Thall has seemed more and more comfortable with the role.

“Having somebody on the inside helps our guards with spacing offensively,” she said. “We’ve gotten some good looks on the perimeter and inside.”

Miami chipped at at KSU’s 10-point lead as the Flashes missed its last two fouls shots of the third quarter and first six of the fourth quarter. Kent State would miss two of its next four before Thall sank the pair that gave her team the lead for the last time.

Even when they can barely walk, seniors start on Senior Day

Ali Poole shares a hug with coach Todd Starkey after playing the first eight seconds  of the game.

Carter, Sidney Brinlee and Ali Poole all started for the Flashes.

Poole is just a few weeks off of ACL surgery. She was hampered by a knee injury suffered in summer practice for the first half of the season, then tore her ACL diving for a ball in January. She had started 48 — now 49 — games for Kent State, and the Flashes have missed her scoring, court presence and leadership.

In an obvious pre-arrangement with Miami, Brinlee jumped the opening tipoff against the 5-3 Dickerson. She tapped it to Carter, who walked the ball over to Poole, who was standing wearing her knee brace just in front of the KSU bench. Carter handed her the ball, and Poole handed it to Starkey, who stood out of bounds. Many fans stood and applauded.

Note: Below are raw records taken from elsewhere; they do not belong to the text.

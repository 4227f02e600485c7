//! Reading Clamp
//!
//! Bounds scaled sensor values to the range the rest of the pipeline
//! expects. The viewer feeds `y` into `acos`, so anything outside [-1, 1]
//! would produce NaN there.

use serde::{Deserialize, Serialize};

/// Inclusive bounds for one class of field.
///
/// `min <= max` always holds; swapped bounds from a settings file are put
/// back in order on load.
#[derive(Debug, Clone, Copy, PartialEq, Serialize, Deserialize)]
#[serde(from = "RangeBounds")]
pub struct ClampRange {
    pub min: f64,
    pub max: f64,
}

/// Bounds exactly as written in the settings file
#[derive(Deserialize)]
struct RangeBounds {
    min: f64,
    max: f64,
}

impl From<RangeBounds> for ClampRange {
    fn from(bounds: RangeBounds) -> Self {
        ClampRange::new(bounds.min, bounds.max)
    }
}

impl ClampRange {
    pub const UNIT: ClampRange = ClampRange {
        min: -1.0,
        max: 1.0,
    };

    pub fn new(min: f64, max: f64) -> Self {
        Self {
            min: min.min(max),
            max: max.max(min),
        }
    }

    /// Clamp `value` into this range.
    ///
    /// Total over finite input. NaN never comes out of the decoder, so it is
    /// treated as a programming error.
    pub fn apply(&self, value: f64) -> f64 {
        debug_assert!(!value.is_nan(), "clamp received NaN");
        if value < self.min {
            self.min
        } else if value > self.max {
            self.max
        } else {
            value
        }
    }
}

impl Default for ClampRange {
    fn default() -> Self {
        Self::UNIT
    }
}

/// Clamp ranges per field class.
///
/// Both classes default to [-1, 1]. For angles this throws away almost all of
/// the ±180° resolution, but it is what the sensor viewer has always shown.
#[derive(Debug, Clone, Copy, PartialEq, Default, Serialize, Deserialize)]
pub struct ClampPolicy {
    #[serde(default)]
    pub acceleration: ClampRange,
    #[serde(default)]
    pub angle: ClampRange,
}

impl ClampPolicy {
    pub fn range_for(&self, class: FieldClass) -> ClampRange {
        match class {
            FieldClass::Acceleration => self.acceleration,
            FieldClass::Angle => self.angle,
        }
    }
}

/// Which clamp range a decoded field falls under
#[derive(Debug, Clone, Copy, PartialEq, Eq)]
pub enum FieldClass {
    Acceleration,
    Angle,
}

/// Clamp to [-1, 1].
pub fn clamp_unit(value: f64) -> f64 {
    ClampRange::UNIT.apply(value)
}

#[cfg(test)]
mod tests {
    use super::*;

    #[test]
    fn test_clamp_unit_bounds() {
        assert_eq!(clamp_unit(-1.5), -1.0);
        assert_eq!(clamp_unit(1.5), 1.0);
        assert_eq!(clamp_unit(0.25), 0.25);
        assert_eq!(clamp_unit(-1.0), -1.0);
        assert_eq!(clamp_unit(1.0), 1.0);
    }

    #[test]
    fn test_clamp_is_idempotent_and_bounded() {
        for v in [-1e9, -180.0, -16.0, -1.0001, -0.5, 0.0, 0.999, 3.125, 15.999, 1e9] {
            let once = clamp_unit(v);
            assert_eq!(clamp_unit(once), once);
            assert!((-1.0..=1.0).contains(&once), "{} -> {}", v, once);
        }
    }

    #[test]
    fn test_default_policy_clamps_angles_to_unit_range() {
        // Angles share the acceleration range unless configured otherwise.
        let policy = ClampPolicy::default();
        assert_eq!(policy.acceleration, ClampRange::new(-1.0, 1.0));
        assert_eq!(policy.angle, ClampRange::new(-1.0, 1.0));
        assert_eq!(policy.angle.apply(90.0), 1.0);
        assert_eq!(policy.angle.apply(-179.5), -1.0);
    }

    #[test]
    fn test_custom_angle_range() {
        let policy = ClampPolicy {
            angle: ClampRange::new(-180.0, 180.0),
            ..Default::default()
        };
        assert_eq!(policy.angle.apply(90.0), 90.0);
        assert_eq!(policy.acceleration.apply(2.0), 1.0);
    }

    #[test]
    fn test_policy_deserializes_with_missing_fields() {
        let policy: ClampPolicy =
            serde_json::from_str(r#"{"angle":{"min":-180.0,"max":180.0}}"#).unwrap();
        assert_eq!(policy.acceleration, ClampRange::UNIT);
        assert_eq!(policy.angle.max, 180.0);
    }

    #[test]
    fn test_swapped_bounds_are_reordered() {
        let range = ClampRange::new(1.0, -1.0);
        assert_eq!(range, ClampRange::UNIT);
        assert_eq!(range.apply(5.0), 1.0);
        assert_eq!(range.apply(-5.0), -1.0);

        let policy: ClampPolicy =
            serde_json::from_str(r#"{"angle":{"min":180.0,"max":-180.0}}"#).unwrap();
        assert_eq!(policy.angle, ClampRange::new(-180.0, 180.0));
        assert_eq!(policy.angle.apply(90.0), 90.0);
        assert_eq!(policy.angle.apply(200.0), 180.0);
    }
}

Both Carter and Poole graduated in December, though they’re still taking classes. They became classmates when Carter was redshirted after she blew out her own ACL early in her freshman year.

“I feel for her,” Carter said. “I tell her to keep her head up. She’s going off to P.A. (physician’s assistant) school, and I’m proud of what she’s done and what she’s doing.”

On Brinlee:

“She’s been a big presence, a very big voice. And great jokes. She’s always the life of the party.”

Thall on Carter:

“She leads so great by example. Every game she plays really hard. We’re going to hate to let her go.”

Box score

Video highlights

They include Senior Day ceremony, opening tip sequence, key Kent State scoring and Dickerson’s missed 3 in final seconds.

Notes

  • Officials called a total of 53 fouls — 32 on Miami, 21 on Kent State. The Flashes shot 46 free throws — highest of the season by 10. They made only 28 of them. Miami was 19 of 23. Two Miami starters fouled out, and three other players had four fouls. “I don’t think either coach was happy,” Starkey said.
  • Hannah Young had a career-high nine rebounds in a career-high 33 minutes. “She rebounds the ball like crazy in practice, and it’s showing up in games,” Carter said. Both teams had 41 rebounds.
  • Kent State made 24 of its 61 shots for 39% but only four of 18 three-pointers (22%). Miami shot 37% from the field and 32% from 3-point distance.
  • Attendance was 1,872, the third highest of the season. Last week’s doubleheader with Toledo drew 5,300, but only abut 2,500 stayed for the women’s game. Top attendance this season was 4,272 against Ohio State, which we think is the most in KSU history. Records from before 1990 are sketchy.

The Flashes stay at home to play Akron at 7 p.m. Wednesday. The Zips upset second-place Ohio 79-76 at home Saturday and have won three in a row since losing to Kent State two weeks ago.

Other MAC scores

  • Eastern Michigan (8-6, 13-12) 61, Ball State (10-4, 18-8) 58 at Eastern.
  • Western Michigan (8-6, 15-10) 70, Toledo (6-8, 11-14) 58 at Toledo.
  • Akron (6-8, 13-12) 79, Ohio (10-4, 17-8) 76 at Akron.
  • Central Michigan (14-0, 21-4) 70, Northern Illinois (4-10, 8-17) 66 at NIU.
  • Buffalo (5-9, 14-11) 62, Bowling Green (1-13, 8-18) 56 at BG.